CA - Gran Tierra Energy: E&P Play Offers Attractive Valuation And Exploration Upside

2023-11-02 16:59:47 ET

Summary

  • Gran Tierra Energy is an independent energy firm focused on South America, with quality assets trading at a low valuation.
  • The business offers good visibility and can sustain its exploration programs and support future growth.
  • GTE trades at a significant discount to NAV, and at nearly 1x EV/EBITDA 2025e.

We present our note on Gran Tierra Energy (GTE), a Canadian independent energy firm, focused on South America, with a Buy rating. We are drawn by the attractive valuation, hefty discount to net asset value, top-tier assets, growth pathway, and exploration upside. We will provide a brief description of the firm and its activities, analyze core assets and the business plan, discuss key value drivers, and value Gran Tierra’s shares.

An overview of Gran Tierra

Gran Tierra Energy is an independent oil & gas exploration and production company, with assets in Colombia – representing ca. 99% of the firm’s production ­– and Ecuador. Reserves and production are primarily located in the Middle Magdalena Valley (including the Acordionero field) and the Putumayo basin (including the Chaza block and Suroriente block). The company has a strong track record of material production and reserves growth and operates a high-quality portfolio of oil assets at different stages of maturity spanning 25 blocks across 1.6 million acres with 94MMboe of proven reserves and a daily production of ca. 33kboe. Gran Tierra has a smaller operation in Ecuador. The company is listed on the NYSE, London Stock Exchange, and Toronto Stock Exchange and has a current market capitalization of $200 million.
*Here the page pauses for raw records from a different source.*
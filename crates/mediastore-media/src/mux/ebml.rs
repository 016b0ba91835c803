//! EBML element writing.
//!
//! Element IDs are written as-is (they carry their own length marker); sizes
//! are variable-length integers using the shortest encoding.

use bytes::{BufMut, BytesMut};

// EBML header
pub const EBML: u32 = 0x1A45_DFA3;
pub const EBML_VERSION: u32 = 0x4286;
pub const EBML_READ_VERSION: u32 = 0x42F7;
pub const EBML_MAX_ID_LENGTH: u32 = 0x42F2;
pub const EBML_MAX_SIZE_LENGTH: u32 = 0x42F3;
pub const DOC_TYPE: u32 = 0x4282;
pub const DOC_TYPE_VERSION: u32 = 0x4287;
pub const DOC_TYPE_READ_VERSION: u32 = 0x4285;

// Segment
pub const SEGMENT: u32 = 0x1853_8067;
pub const INFO: u32 = 0x1549_A966;
pub const TIMECODE_SCALE: u32 = 0x2A_D7B1;
pub const DURATION: u32 = 0x4489;
pub const MUXING_APP: u32 = 0x4D80;
pub const WRITING_APP: u32 = 0x5741;

// Tracks
pub const TRACKS: u32 = 0x1654_AE6B;
pub const TRACK_ENTRY: u32 = 0xAE;
pub const TRACK_NUMBER: u32 = 0xD7;
pub const TRACK_UID: u32 = 0x73C5;
pub const TRACK_TYPE: u32 = 0x83;
pub const FLAG_LACING: u32 = 0x9C;
pub const LANGUAGE: u32 = 0x22_B59C;
pub const CODEC_ID: u32 = 0x86;
pub const CODEC_PRIVATE: u32 = 0x63A2;
pub const DEFAULT_DURATION: u32 = 0x23_E383;
pub const VIDEO: u32 = 0xE0;
pub const PIXEL_WIDTH: u32 = 0xB0;
pub const PIXEL_HEIGHT: u32 = 0xBA;
pub const AUDIO: u32 = 0xE1;
pub const SAMPLING_FREQUENCY: u32 = 0xB5;
pub const CHANNELS: u32 = 0x9F;
pub const BIT_DEPTH: u32 = 0x6264;

// Clusters
pub const CLUSTER: u32 = 0x1F43_B675;
pub const TIMECODE: u32 = 0xE7;
pub const SIMPLE_BLOCK: u32 = 0xA3;

/// Reserved "unknown size" value, 8-byte form.
const UNKNOWN_SIZE: u64 = 0x01FF_FFFF_FFFF_FFFF;

/// Write an element ID.
pub fn write_id(buf: &mut BytesMut, id: u32) {
    let len = match id {
        0..=0xFF => 1,
        0x100..=0xFFFF => 2,
        0x1_0000..=0xFF_FFFF => 3,
        _ => 4,
    };
    buf.put_uint(u64::from(id), len);
}

/// Write an element data size as a variable-length integer.
pub fn write_size(buf: &mut BytesMut, size: u64) {
    // All-ones is reserved for "unknown", hence the `- 1`
    let len = (1..=8usize)
        .find(|n| size < (1u64 << (7 * n)) - 1)
        .unwrap_or(8);
    let marker = 1u64 << (7 * len);
    buf.put_uint(size | marker, len);
}

/// Header of a master element whose size is not known up front.
pub fn write_unknown_size_header(buf: &mut BytesMut, id: u32) {
    write_id(buf, id);
    buf.put_u64(UNKNOWN_SIZE);
}

pub fn write_uint(buf: &mut BytesMut, id: u32, value: u64) {
    let len = (1..=8usize)
        .find(|n| *n == 8 || value >> (8 * n) == 0)
        .unwrap_or(8);
    write_id(buf, id);
    write_size(buf, len as u64);
    buf.put_uint(value, len);
}

pub fn write_float(buf: &mut BytesMut, id: u32, value: f64) {
    write_id(buf, id);
    write_size(buf, 8);
    buf.put_f64(value);
}

pub fn write_string(buf: &mut BytesMut, id: u32, value: &str) {
    write_binary(buf, id, value.as_bytes());
}

pub fn write_binary(buf: &mut BytesMut, id: u32, value: &[u8]) {
    write_id(buf, id);
    write_size(buf, value.len() as u64);
    buf.put_slice(value);
}

/// Write a master element whose children are produced by `body`.
pub fn write_master(buf: &mut BytesMut, id: u32, body: impl FnOnce(&mut BytesMut)) {
    let mut children = BytesMut::new();
    body(&mut children);
    write_id(buf, id);
    write_size(buf, children.len() as u64);
    buf.put_slice(&children);
}
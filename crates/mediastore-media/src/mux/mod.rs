//! Muxers: re-serialize demuxed packets into a container.
//!
//! A muxer never touches files directly; it hands serialized bytes to an
//! [`OutputSink`]. The container is chosen from the sink's destination
//! extension by [`create_muxer`].
//!
//! Both muxers hold back the container header until the first packet is
//! written, so a reader of the output never sees a header without media.

pub mod ebml;
mod flv;
mod matroska;
mod sink;

pub use flv::FlvMuxer;
pub use matroska::MatroskaMuxer;
pub use sink::OutputSink;

use mediastore_common::paths::extension_of;
use mediastore_common::{Packet, StreamDescriptor};
use std::sync::Arc;

use crate::error::{Error, Result};

/// Name written into container metadata.
pub const MUXING_APP: &str = concat!("mediastore-", env!("CARGO_PKG_VERSION"));

/// A container serializer.
pub trait Muxer: Send {
    /// Short container name, e.g. `"matroska"`.
    fn format(&self) -> &'static str;

    /// MIME type of the produced container.
    fn mime_type(&self) -> &'static str;

    /// Prepare the container for `streams`. Streams the container cannot carry
    /// are skipped; fails if none remain.
    fn open(&mut self, streams: &[StreamDescriptor]) -> Result<()>;

    /// Serialize one packet. Packets of skipped streams are ignored.
    fn write(&mut self, packet: &Packet, stream: &StreamDescriptor) -> Result<()>;

    /// Flush anything still buffered. The muxer cannot be reused afterwards.
    fn close(&mut self) -> Result<()>;
}

/// Lifecycle shared by the muxers.
#[derive(Debug, Clone, Copy, PartialEq, Eq)]
enum MuxState {
    Idle,
    Open,
    Closed,
}

/// Create a muxer for the container implied by `sink`'s destination.
pub fn create_muxer(sink: Arc<dyn OutputSink>, block_size: usize) -> Result<Box<dyn Muxer>> {
    let destination = sink.destination().to_path_buf();
    match extension_of(&destination).as_deref() {
        Some("mkv") => Ok(Box::new(MatroskaMuxer::new(sink, block_size))),
        Some("mka") => Ok(Box::new(MatroskaMuxer::audio_only(sink, block_size))),
        Some("flv") => Ok(Box::new(FlvMuxer::new(sink, block_size))),
        _ => Err(Error::UnknownFormat(destination.display().to_string())),
    }
}
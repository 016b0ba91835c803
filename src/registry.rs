//! Open streams keyed by media id.

use mediastore_common::paths::build_cache_path;
use mediastore_common::MediaId;
use parking_lot::Mutex;
use std::collections::HashMap;
use std::path::PathBuf;
use std::sync::Arc;
use tracing::{debug, info, warn};

use crate::config::Config;
use crate::source::SourceFactory;
use crate::stream::MediaStream;

/// At most one live [`MediaStream`] per media id.
///
/// Streams are opened on first request and stay open until closed
/// explicitly, regardless of how many readers hold them.
pub struct StreamRegistry {
    config: Config,
    sources: Arc<dyn SourceFactory>,
    streams: Mutex<HashMap<MediaId, Arc<MediaStream>>>,
}

impl StreamRegistry {
    pub fn new(config: Config, sources: Arc<dyn SourceFactory>) -> Self {
        Self {
            config,
            sources,
            streams: Mutex::new(HashMap::new()),
        }
    }

    pub fn initialize(&self) {
        debug!("Stream registry initialized");
    }

    /// Close and drop every stream.
    pub fn deinitialize(&self) {
        let mut streams = self.streams.lock();
        let count = streams.len();
        for (_, stream) in streams.drain() {
            stream.close();
        }
        if count > 0 {
            info!("Closed {} open streams", count);
        }
    }

    /// Cache file a source converts into.
    pub fn cache_path(&self, source_path: &str) -> PathBuf {
        build_cache_path(
            &self.config.store.cache_dir,
            source_path,
            &self.config.store.container,
        )
    }

    /// Shared stream for `media_id`, opening it if needed.
    ///
    /// Returns `None` if the stream could not be opened; nothing is registered
    /// in that case.
    pub fn open(&self, media_id: MediaId, source_path: &str) -> Option<Arc<MediaStream>> {
        // Held across the open so concurrent callers cannot start two pipelines
        let mut streams = self.streams.lock();
        if let Some(stream) = streams.get(&media_id) {
            return Some(Arc::clone(stream));
        }

        let stream = MediaStream::new(
            media_id,
            source_path,
            self.cache_path(source_path),
            &self.config.pipeline,
            &self.config.cache,
            Arc::clone(&self.sources),
        );
        if let Err(e) = stream.open() {
            warn!("Could not open media {}: {}", media_id, e);
            return None;
        }

        let stream = Arc::new(stream);
        streams.insert(media_id, Arc::clone(&stream));
        Some(stream)
    }

    /// Close and forget the stream of `media_id`. Returns whether one existed.
    pub fn close(&self, media_id: MediaId) -> bool {
        let mut streams = self.streams.lock();
        match streams.remove(&media_id) {
            Some(stream) => {
                stream.close();
                true
            }
            None => false,
        }
    }

    pub fn get_stream(&self, media_id: MediaId) -> Option<Arc<MediaStream>> {
        self.streams.lock().get(&media_id).cloned()
    }

    pub fn len(&self) -> usize {
        self.streams.lock().len()
    }

    pub fn is_empty(&self) -> bool {
        self.streams.lock().is_empty()
    }
}

impl Drop for StreamRegistry {
    fn drop(&mut self) {
        self.deinitialize();
    }
}
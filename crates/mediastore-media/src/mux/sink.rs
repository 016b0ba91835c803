//! Output side of a muxer.

use bytes::{Buf, BytesMut};
use std::path::Path;
use std::sync::Arc;

use crate::error::{Error, Result};

/// Destination of serialized container bytes.
pub trait OutputSink: Send + Sync {
    /// Append `buf`. Returns `true` only if every byte was written.
    fn write_output_packet(&self, buf: &[u8]) -> bool;

    /// Where the bytes end up. The extension selects the container format.
    fn destination(&self) -> &Path;
}

/// Buffers muxer output and hands it to the sink in block-sized pieces.
pub(crate) struct SinkWriter {
    sink: Arc<dyn OutputSink>,
    buf: BytesMut,
    block_size: usize,
    written: u64,
}

impl SinkWriter {
    pub(crate) fn new(sink: Arc<dyn OutputSink>, block_size: usize) -> Self {
        let block_size = block_size.max(1);
        Self {
            sink,
            buf: BytesMut::with_capacity(block_size),
            block_size,
            written: 0,
        }
    }

    pub(crate) fn buffer(&mut self) -> &mut BytesMut {
        &mut self.buf
    }

    /// Bytes handed to the sink so far.
    pub(crate) fn written(&self) -> u64 {
        self.written
    }

    /// Hand everything buffered to the sink.
    pub(crate) fn flush(&mut self) -> Result<()> {
        while !self.buf.is_empty() {
            let n = self.buf.len().min(self.block_size);
            if !self.sink.write_output_packet(&self.buf[..n]) {
                return Err(Error::ShortWrite {
                    written: 0,
                    expected: n,
                });
            }
            self.buf.advance(n);
            self.written += n as u64;
        }
        Ok(())
    }

    /// Drop buffered bytes past `len`.
    pub(crate) fn truncate(&mut self, len: usize) {
        self.buf.truncate(len);
    }

    /// Drop anything buffered but not yet flushed.
    pub(crate) fn discard(&mut self) {
        self.buf.clear();
    }
}
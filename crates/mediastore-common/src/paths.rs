//! Path utilities for the media store.
//!
//! Cache files live under a single cache root and are named after a digest of
//! the *source path* (not of the media bytes), so the same source always maps
//! onto the same cache file:
//!
//! ```text
//! <cache-root>/<32 hex chars>.<container-extension>
//! ```

use sha2::{Digest, Sha256};
use std::path::{Path, PathBuf};

/// Scheme prefix of synthetic media store paths.
pub const MEDIA_STORE_SCHEME: &str = "mediastore://";

/// Container extensions a cache file may carry.
const CONTAINER_EXTENSIONS: &[&str] = &["mkv", "mka", "flv"];

/// Number of digest bytes used in cache file names (128 bits).
const DIGEST_BYTES: usize = 16;

/// Check if a path uses the `mediastore://` scheme.
///
/// # Examples
///
/// ```
/// use mediastore_common::paths::is_media_store_path;
///
/// assert!(is_media_store_path("mediastore://3"));
/// assert!(!is_media_store_path("/media/show.ts"));
/// ```
pub fn is_media_store_path(path: &str) -> bool {
    path.starts_with(MEDIA_STORE_SCHEME)
}

/// Hex digest used to name the cache file of `source_path`.
///
/// # Examples
///
/// ```
/// use mediastore_common::paths::source_digest;
///
/// let digest = source_digest("/media/show.ts");
/// assert_eq!(digest.len(), 32);
/// assert_eq!(digest, source_digest("/media/show.ts"));
/// ```
pub fn source_digest(source_path: &str) -> String {
    let digest = Sha256::digest(source_path.as_bytes());
    hex::encode(&digest[..DIGEST_BYTES])
}

/// Build the local cache path of `source_path`.
///
/// The extension selects the container the cache is serialized into.
pub fn build_cache_path(cache_root: &Path, source_path: &str, extension: &str) -> PathBuf {
    let extension = extension.trim_start_matches('.');
    cache_root.join(format!("{}.{}", source_digest(source_path), extension))
}

/// Check if `extension` names a container the cache can be written in.
pub fn is_container_extension(extension: &str) -> bool {
    CONTAINER_EXTENSIONS.contains(&extension.to_lowercase().as_str())
}

/// Lowercased extension of `path`, if any.
pub fn extension_of(path: &Path) -> Option<String> {
    path.extension()
        .and_then(|ext| ext.to_str())
        .map(|ext| ext.to_lowercase())
}

/// Get the list of container extensions.
#[must_use]
pub fn container_extensions() -> &'static [&'static str] {
    CONTAINER_EXTENSIONS
}
//! Media identifiers.
//!
//! A [`MediaId`] is the stable handle a caller receives when pinning a source.
//! Ids are assigned monotonically starting at 1; `0` is reserved as the
//! "not found" sentinel so that lookups on malformed input never have to fail
//! loudly.

use serde::{Deserialize, Serialize};
use std::fmt;
use std::str::FromStr;

use crate::paths::MEDIA_STORE_SCHEME;

/// Identifier of a pinned media item.
#[derive(Debug, Clone, Copy, PartialEq, Eq, PartialOrd, Ord, Hash, Default, Serialize, Deserialize)]
#[serde(transparent)]
pub struct MediaId(u32);

impl MediaId {
    /// The "not found" sentinel.
    pub const NONE: MediaId = MediaId(0);

    /// Wrap a raw id.
    #[must_use]
    pub const fn new(raw: u32) -> Self {
        Self(raw)
    }

    /// Return the raw numeric value.
    #[must_use]
    pub const fn get(self) -> u32 {
        self.0
    }

    /// Whether this is the "not found" sentinel.
    #[must_use]
    pub const fn is_none(self) -> bool {
        self.0 == 0
    }

    /// The id following this one, or `None` once the id space is used up.
    #[must_use]
    pub const fn next(self) -> Option<Self> {
        match self.0.checked_add(1) {
            Some(raw) => Some(Self(raw)),
            None => None,
        }
    }

    /// Decompose a `mediastore://<id>` path.
    ///
    /// Anything that is not the scheme followed by a decimal `u32` yields
    /// [`MediaId::NONE`].
    #[must_use]
    pub fn from_store_path(path: &str) -> Self {
        path.strip_prefix(MEDIA_STORE_SCHEME)
            .and_then(|rest| rest.trim_end_matches('/').parse::<u32>().ok())
            .map(Self)
            .unwrap_or(Self::NONE)
    }

    /// Build the `mediastore://<id>` path for this id.
    #[must_use]
    pub fn store_path(self) -> String {
        format!("{MEDIA_STORE_SCHEME}{}", self.0)
    }
}

impl fmt::Display for MediaId {
    fn fmt(&self, f: &mut fmt::Formatter<'_>) -> fmt::Result {
        write!(f, "{}", self.0)
    }
}

impl FromStr for MediaId {
    type Err = std::num::ParseIntError;

    /// Accepts either a bare number or a `mediastore://` path.
    fn from_str(s: &str) -> std::result::Result<Self, Self::Err> {
        s.strip_prefix(MEDIA_STORE_SCHEME)
            .unwrap_or(s)
            .parse::<u32>()
            .map(Self)
    }
}

impl From<u32> for MediaId {
    fn from(raw: u32) -> Self {
        Self(raw)
    }
}

impl From<MediaId> for u32 {
    fn from(id: MediaId) -> Self {
        id.0
    }
}
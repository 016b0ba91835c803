//! Database connection pool management.
//!
//! Connection pooling for SQLite using r2d2. Migrations run once when the
//! pool is created.

use r2d2::Pool;
use r2d2_sqlite::SqliteConnectionManager;
use mediastore_common::{Error, Result};
use std::path::Path;

use crate::migrations;

/// Type alias for the database connection pool.
pub type DbPool = Pool<SqliteConnectionManager>;

/// Type alias for a pooled database connection.
pub type PooledConnection = r2d2::PooledConnection<SqliteConnectionManager>;

/// Initialize a new database pool with the given file path.
///
/// Creates the database file (and its parent directory) if missing, switches
/// the journal to WAL and runs pending migrations.
///
/// # Example
///
/// ```no_run
/// use mediastore_db::pool::init_pool;
///
/// let pool = init_pool("/var/lib/mediastore/catalog.db").unwrap();
/// let conn = pool.get().unwrap();
/// ```
pub fn init_pool(db_path: impl AsRef<Path>) -> Result<DbPool> {
    let db_path = db_path.as_ref();
    if let Some(parent) = db_path.parent() {
        if !parent.as_os_str().is_empty() {
            std::fs::create_dir_all(parent)?;
        }
    }

    let manager = SqliteConnectionManager::file(db_path).with_init(|conn| {
        conn.execute_batch("PRAGMA journal_mode = WAL; PRAGMA busy_timeout = 5000;")
    });

    let pool = Pool::builder()
        .max_size(4)
        .build(manager)
        .map_err(|e| Error::database(format!("Failed to create connection pool: {}", e)))?;

    migrate(&pool)?;

    Ok(pool)
}

/// Initialize an in-memory database pool for testing.
///
/// Every SQLite in-memory connection is its own database, so the pool holds a
/// single connection.
///
/// # Example
///
/// ```
/// use mediastore_db::pool::init_memory_pool;
///
/// let pool = init_memory_pool().unwrap();
/// let conn = pool.get().unwrap();
/// ```
pub fn init_memory_pool() -> Result<DbPool> {
    let manager = SqliteConnectionManager::memory();

    let pool = Pool::builder()
        .max_size(1)
        .build(manager)
        .map_err(|e| Error::database(format!("Failed to create in-memory pool: {}", e)))?;

    migrate(&pool)?;

    Ok(pool)
}

fn migrate(pool: &DbPool) -> Result<()> {
    let conn = get_conn(pool)?;
    migrations::run_migrations(&conn)
        .map_err(|e| Error::database(format!("Failed to run migrations: {}", e)))?;
    Ok(())
}

/// Get a connection from the pool.
///
/// Converts the r2d2 error into the common Error type.
pub fn get_conn(pool: &DbPool) -> Result<PooledConnection> {
    pool.get()
        .map_err(|e| Error::database(format!("Failed to get connection from pool: {}", e)))
}
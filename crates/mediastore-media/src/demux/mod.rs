//! Demuxers: turn an [`InputStream`] into [`Packet`]s.

mod flv;

pub use flv::FlvDemuxer;

use mediastore_common::{Packet, StreamDescriptor};
use std::io::{Read, SeekFrom};

use crate::error::{Error, Result};
use crate::io::{AbortHandle, InputStream};

/// A packet source over one input.
pub trait Demuxer: Send {
    /// Short container name, e.g. `"flv"`.
    fn format(&self) -> &'static str;

    /// All streams discovered so far.
    fn streams(&self) -> &[StreamDescriptor];

    /// Descriptor of the stream a packet belongs to.
    fn stream(&self, demuxer_id: i32, stream_id: u32) -> Option<&StreamDescriptor> {
        self.streams()
            .iter()
            .find(|s| s.id == stream_id && (demuxer_id < 0 || s.demuxer_id == demuxer_id))
    }

    /// Next packet, or `None` when no complete packet is available yet.
    fn read(&mut self) -> Result<Option<Packet>>;

    /// Total duration in microseconds, if the container announces one.
    fn duration(&self) -> Option<i64> {
        None
    }

    /// Handle that aborts reads of the underlying input.
    fn abort_handle(&self) -> AbortHandle;
}

/// Pick a demuxer for `input` by probing its first bytes.
pub fn open_demuxer(mut input: Box<dyn InputStream>) -> Result<Box<dyn Demuxer>> {
    let mut probe = [0u8; 3];
    input.seek(SeekFrom::Start(0))?;
    let mut filled = 0;
    while filled < probe.len() {
        match input.read(&mut probe[filled..])? {
            0 => break,
            n => filled += n,
        }
    }
    input.seek(SeekFrom::Start(0))?;

    if filled == probe.len() && &probe == flv::FLV_SIGNATURE {
        return Ok(Box::new(FlvDemuxer::open(input)?));
    }

    Err(Error::unsupported(format!(
        "no demuxer for {}",
        input.path().display()
    )))
}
Gran Tierra's Investor Presentation

A high-quality asset base and ambitious targets

Gran Tierra owns top-tier conventional oil assets with a low decline ratio requiring modest development capital. The basins are underexplored, and exploration programs are focused on large prospect inventories. GTE’s diverse portfolio of production and exploration at various stages allows for significant exploration upside and high production growth. GTE offers good visibility on reserve and production growth. The full exposure to spot prices (due to a lack of hedges) allows GTE to fully reap the benefits of the present environment and the firm is set to benefit from the current oil tailwinds resulting in significant cash generation and deleveraging of the balance of sheet as well as capital returns to shareholders. Presently, the company can fund itself from operating cash flow and can sustain multi-year exploration programs leading to significant value creation.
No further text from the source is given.